Although the economy has improved and disinflation risks have receded, he said “an extended period” of very low interest rates is still needed. He downplayed the threat of inflation rising above the Fed’s implicit target range of 1.6% to 2.0%, saying the spike in oil and other commodity prices will likely have only a transitory effect.

Should inflation rise faster than expected, Evans said he would be prepared to support an earlier tightening of monetary policy, but strongly suggested that is unlikely.

He projected real gross domestic product  growth of at least 4% this year, but said even at that rate it will take four years to return to full employment, and that slack in the labor market will hold down wage-price pressures. He predicted core inflation in personal consumption expenditures will not even rise to 1.5% until 2013.

Evans was a vocal supporter of the second round of so-called quantitative easing, or QE2, when it was launched last November. He said the $600 billion asset-purchase program remains appropriate and sound policy even though “the economy definitely continues to improve.”

“With each month, each quarter, there seems to be more momentum,” Evans  said. He added that business contacts in his industrialized district are telling him that things are “continuing to improve in the way they expected .... They are on their business-plan expansion path, and that’s a very good sign.”

What’s more, “disinflationary risks have certainly diminished,” Evans said. “I personally don’t see as many needs for a further amount” of quantitative easing.
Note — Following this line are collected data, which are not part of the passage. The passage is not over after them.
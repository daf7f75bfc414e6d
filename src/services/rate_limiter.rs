use std::{
    collections::HashMap,
    sync::{Arc, PoisonError, RwLock},
    time::Duration,
};

use log::{debug, info};
use tokio::{
    task::JoinHandle,
    time::{interval_at, Instant},
};

/// Per-IP creation counter with a global fixed window.
///
/// Every IP starts each window at zero. The whole map is dropped on reset, so
/// all counts return to zero at the same moment no matter when each IP last
/// created a link.
pub struct RateLimiter {
    max_rate: u32,
    rates: RwLock<HashMap<String, u32>>,
}

impl RateLimiter {
    pub fn new(max_rate: u32) -> Self {
        Self {
            max_rate,
            rates: RwLock::new(HashMap::new()),
        }
    }

    pub fn max_rate(&self) -> u32 {
        self.max_rate
    }

    /// Counts one creation for `ip`. Returns `false`, leaving the count
    /// untouched, once the IP has used up its allowance for this window.
    pub fn try_consume(&self, ip: &str) -> bool {
        let mut rates = self.rates.write().unwrap_or_else(PoisonError::into_inner);
        let count = rates.entry(ip.to_string()).or_insert(0);
        if *count >= self.max_rate {
            debug!("Rate limit reached for {} ({}/{})", ip, count, self.max_rate);
            return false;
        }

        *count += 1;
        true
    }

    /// Creations counted for `ip` in the current window
    pub fn count(&self, ip: &str) -> u32 {
        self.rates
            .read()
            .unwrap_or_else(PoisonError::into_inner)
            .get(ip)
            .copied()
            .unwrap_or(0)
    }

    /// Replaces the whole map with an empty one
    pub fn reset(&self) {
        let mut rates = self.rates.write().unwrap_or_else(PoisonError::into_inner);
        let tracked = rates.len();
        *rates = HashMap::new();
        debug!("Rate limits reset, {} addresses cleared", tracked);
    }

    /// Starts the background task clearing all counts every `period`.
    /// The first reset happens one full period after the call.
    pub fn spawn_periodic_reset(self: &Arc<Self>, period: Duration) -> JoinHandle<()> {
        let limiter = Arc::clone(self);
        info!("Rate limits reset every {}s", period.as_secs());

        tokio::spawn(async move {
            let mut ticker = interval_at(Instant::now() + period, period);
            loop {
                ticker.tick().await;
                limiter.reset();
            }
        })
    }
}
But he said the amount of monetary stimulus that  the FOMC has put in place needs to “stay in place” until the Fed determines that the economy’s trajectory has changed in a way that requires less accommodation.

While indicating that additional QE beyond June is probably not needed, Evans also made clear he is in no hurry to provide less accommodation.

He recalled that late last summer he began openly calling for more accommodation because of more sluggish growth, disinflationary trends and a “liquidity trap.” That occurs when the Fed can no longer stimulate the economy through short-term interest rate cuts because it is at the zero bound for the federal funds rate, and consumers and businesses are reluctant to spend money or delay spending in the expectation of lower prices.

“We’ve obviously improved beyond some of those risks, and I think they are smaller,” Evans said.

But he added: “That said, short-term interest rates continue to be extremely low. There continues to be a savings behavior which exceeds the investment demand, although that is improving.